Korean insurers to raise auto premiums after five years

New pricing lifts typical annual motor premium by about KRW9,000

Korean insurers to raise auto premiums after five years

Motor & Fleet

By Roxanne Libatique

Major non-life insurance companies in South Korea are preparing to raise auto insurance premiums for the first time in five years, amid higher loss ratios, increased accident volumes, and ongoing changes in the motor market. The move comes as the country’s motor insurance segment is forecast to grow over the medium term, supported by rate adjustments and continued vehicle sales.

Premium increases and timing of changes

According to The Asia Business Daily’s report, industry sources say four major non-life insurers – Samsung Fire & Marine Insurance, DB Insurance, Hyundai Marine & Fire Insurance, and KB Insurance – have completed premium verification with the Insurance Development Institute and decided to implement rate increases of about 1.3% to 1.4%. Samsung Fire & Marine Insurance and Hyundai Marine & Fire Insurance are expected to apply increases of around 1.4%, while DB Insurance plans to raise prices by roughly 1.3%. KB Insurance is also preparing changes within a similar range. The revised tariffs are scheduled to take effect from February and will apply to both new policies and renewals.

This will be the first increase in Korean private motor premiums since 2021, ending a five-year period without rate changes in this line. As of 2024, the average annual auto premium in South Korea stood at about KRW692,000. With the new pricing, the typical annual cost per policyholder is projected to rise by around KRW9,000. For insurers across Asia tracking personal motor portfolios, the shift in South Korea follows several years of cost pressure amid rising claims and limited pricing flexibility.

Motor insurance’s role in the Korean non-life market

Motor insurance is a major line in South Korea’s non-life sector. Comprehensive motor policies account for roughly 87% of total motor premiums, while third-party liability products make up the remaining 13%. This structure indicates the large share of own-damage and bundled covers in the overall portfolio. The motor line is the largest component of the general insurance market, contributing more than half of total non-life premiums in 2024. For regional insurers and reinsurers, developments in Korea offer insight into how a relatively advanced motor market is adjusting pricing, product mix, and underwriting approaches in response to shifts in risk and regulation. 

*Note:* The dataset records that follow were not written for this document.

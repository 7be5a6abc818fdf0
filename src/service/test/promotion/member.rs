use super::*;

/// Tests a member leaving and rejoining.
///
/// Verifies that the running grant is restored with its original end time and the grant
/// that ran out while the member was away is dropped.
///
/// Expected: 1 restored, 1 dropped, snapshot consumed
#[tokio::test]
async fn rejoin_restores_running_and_drops_expired() -> Result<(), AppError> {
    let test = TestBuilder::new().with_promotion_tables().build().await.unwrap();
    let db = test.db.as_ref().unwrap();

    let running_end = Utc::now() + TimeDelta::days(3);
    factory::promotion_grant::PromotionGrantFactory::new(
        db,
        guild_str(),
        TARGET.to_string(),
        ADMIN_ROLE.to_string(),
    )
    .timed(TimeDelta::days(7), "7d")
    .end_time(Some(running_end))
    .build()
    .await?;
    factory::promotion_grant::PromotionGrantFactory::new(
        db,
        guild_str(),
        TARGET.to_string(),
        JUNIOR_ROLE.to_string(),
    )
    .timed(TimeDelta::days(1), "1d")
    .end_time(Some(Utc::now() + TimeDelta::milliseconds(50)))
    .build()
    .await?;

    let fake = FakeGateway::standard();
    let guard = RoleChangeGuard::new();
    let service = service(db, &fake, &guard);

    fake.remove_member(TARGET);
    assert_eq!(service.handle_member_leave(GUILD, TARGET).await?, 2);
    assert!(service.list_grants(GUILD).await?.is_empty());

    tokio::time::sleep(std::time::Duration::from_millis(100)).await;

    fake.add_member(TARGET, &[], false);
    let outcome = service.handle_member_rejoin(GUILD, TARGET).await?;

    assert_eq!(outcome.restored.len(), 1);
    assert_eq!(outcome.restored[0].role_id, ADMIN_ROLE);
    let restored_end = outcome.restored[0].end_time.unwrap();
    assert!((restored_end - running_end).num_milliseconds().abs() < 1);
    assert_eq!(outcome.dropped.len(), 1);
    assert_eq!(outcome.dropped[0].role_id, JUNIOR_ROLE);
    assert_eq!(fake.roles_of(TARGET), Some(vec![ADMIN_ROLE]));

    let again = service.handle_member_rejoin(GUILD, TARGET).await?;
    assert_eq!(again, Default::default());

    let actions = logged_actions(db).await?;
    assert!(actions.contains(&LogAction::GrantsSnapshotted));
    assert!(actions.contains(&LogAction::GrantRestored));
    assert!(actions.contains(&LogAction::GrantDropped));

    Ok(())
}

/// Tests a member without grants leaving.
///
/// Expected: 0 snapshotted and nothing logged
#[tokio::test]
async fn leave_without_grants_is_noop() -> Result<(), AppError> {
    let test = TestBuilder::new().with_promotion_tables().build().await.unwrap();
    let db = test.db.as_ref().unwrap();

    let fake = FakeGateway::standard();
    let guard = RoleChangeGuard::new();

    let moved = service(db, &fake, &guard)
        .handle_member_leave(GUILD, TARGET)
        .await?;

    assert_eq!(moved, 0);
    assert!(logged_actions(db).await?.is_empty());

    Ok(())
}

/// Tests a rejoin whose role cannot be re-added.
///
/// Verifies that the running grant stays in the snapshot instead of being lost, and that
/// a later rejoin with Discord working again restores it.
///
/// Expected: kept on the first rejoin, restored on the second
#[tokio::test]
async fn rejoin_keeps_grants_that_fail_to_restore() -> Result<(), AppError> {
    let test = TestBuilder::new().with_promotion_tables().build().await.unwrap();
    let db = test.db.as_ref().unwrap();

    factory::create_left_member_grant(
        db,
        &guild_str(),
        &TARGET.to_string(),
        &ADMIN_ROLE.to_string(),
        None,
    )
    .await?;

    let fake = FakeGateway::standard();
    fake.fail_role_changes(true);
    let guard = RoleChangeGuard::new();
    let service = service(db, &fake, &guard);

    let outcome = service.handle_member_rejoin(GUILD, TARGET).await?;

    assert!(outcome.restored.is_empty());
    assert!(outcome.dropped.is_empty());
    assert_eq!(outcome.kept.len(), 1);
    assert!(service.list_grants(GUILD).await?.is_empty());

    // The running grant stays saved and comes back on the next rejoin.
    assert_eq!(
        LeftMemberRepository::new(db).get(GUILD, TARGET).await?.len(),
        1
    );

    fake.fail_role_changes(false);
    let retried = service.handle_member_rejoin(GUILD, TARGET).await?;

    assert_eq!(retried.restored.len(), 1);
    assert!(retried.kept.is_empty());
    assert!(LeftMemberRepository::new(db)
        .get(GUILD, TARGET)
        .await?
        .is_empty());
    assert!(logged_actions(db).await?.contains(&LogAction::GrantRestored));

    Ok(())
}

/// Tests role removals done by someone other than the bot.
///
/// Verifies that only allow-listed roles with an active grant are reported and that the
/// grant record is kept.
///
/// Expected: 1 reported out of three removed roles
#[tokio::test]
async fn reports_external_removal_of_granted_role() -> Result<(), AppError> {
    let test = TestBuilder::new().with_promotion_tables().build().await.unwrap();
    let db = test.db.as_ref().unwrap();
    allow_admin_roles(db).await?;

    factory::create_grant(db, &guild_str(), &TARGET.to_string(), &ADMIN_ROLE.to_string())
        .await?;

    let fake = FakeGateway::standard();
    let guard = RoleChangeGuard::new();
    let service = service(db, &fake, &guard);

    let reported = service
        .record_external_removals(GUILD, TARGET, &[ADMIN_ROLE, JUNIOR_ROLE, HELPER_ROLE])
        .await?;

    assert_eq!(reported, 1);
    assert_eq!(service.list_grants(GUILD).await?.len(), 1);
    assert_eq!(
        logged_actions(db).await?,
        vec![LogAction::RoleRemovedExternally]
    );

    Ok(())
}

/// Tests that removals marked by the bot are not reported.
///
/// Expected: 0 reported while the mark is fresh
#[tokio::test]
async fn ignores_removals_marked_by_bot() -> Result<(), AppError> {
    let test = TestBuilder::new().with_promotion_tables().build().await.unwrap();
    let db = test.db.as_ref().unwrap();
    allow_admin_roles(db).await?;

    factory::create_grant(db, &guild_str(), &TARGET.to_string(), &ADMIN_ROLE.to_string())
        .await?;

    let fake = FakeGateway::standard();
    let guard = RoleChangeGuard::new();
    guard.mark(GUILD, TARGET, ADMIN_ROLE).await;

    let reported = service(db, &fake, &guard)
        .record_external_removals(GUILD, TARGET, &[ADMIN_ROLE])
        .await?;

    assert_eq!(reported, 0);

    Ok(())
}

Growth outlook and market drivers

Despite margin pressure, the motor insurance market in South Korea is expected to grow over the next several years. Market analysis by GlobalData projects that motor gross written premiums (GWP) will reach about KRW25 trillion (US$18.6 billion) by 2029, up from a projected KRW20.9 trillion (US$15.6 billion) in 2025, implying a compound annual growth rate of around 4.5%. GlobalData identifies several factors behind this outlook, including a recovery in third-party liability cover, an increase in new vehicle registrations, and the effect of premium rate adjustments. These elements are expected to support growth in written premiums even as competitive and regulatory conditions influence pricing decisions.

Swarup Kumar Sahoo, senior analyst at GlobalData, said insurers are adjusting their motor portfolios to reflect shifts in technology, driving patterns, and macroeconomic conditions. “The South Korean motor insurance market is expected to grow with an increase in premium price, high premiums for EVs, a rising share of EVs, and increasing traffic accidents. However, the growth will be slower due to the growing popularity of usage-based insurance and an expected increase in the unemployment rate due to the US tariff on automobile imports,” Sahoo said. 

Loss ratios and claims experience

Higher loss ratios have been a key factor behind the latest pricing decisions. Data from the Financial Supervisory Service indicate that, as of November 2024, the average motor insurance loss ratio for the top four non-life insurers reached 92.4%, up from 81.5% a year earlier. The increase reflects pressure from both claims frequency and severity. Traffic accident data show a similar pattern. Reported accidents rose from 1.78 million in the first half of 2023 to 1.84 million over the same period in 2024. For carriers, the rise has contributed to higher claims costs and thinner technical margins after a period of largely flat pricing.

EV transition, UBI, and digital competition

South Korea’s longer-term policy goal of achieving 100% electric new vehicle sales by 2040 is affecting how insurers price and structure motor products. EV policies typically carry higher premiums than those for internal combustion engine vehicles, reflecting differences in risk characteristics and repair cost profiles, including battery-related work and specialized diagnostics. At the same time, the growing use of usage-based insurance (UBI), supported by telematics and connectivity, is changing approaches to underwriting and risk selection. While UBI allows more granular pricing based on driving behaviour, it can also intensify competition as insurers use data to target specific segments. Digital distribution platforms are adding further pressure in personal motor, where comparison and direct channels can make pricing more sensitive and transparent. 

For insurers and intermediaries across Asia, developments in South Korea show how premium adequacy, EV-related risk, and data-driven pricing are affecting a core retail line. The upcoming premium increases by major Korean non-life carriers indicate how one of the region’s larger motor markets is adjusting pricing and products in the context of regulatory targets, technology change, and evolving customer expectations.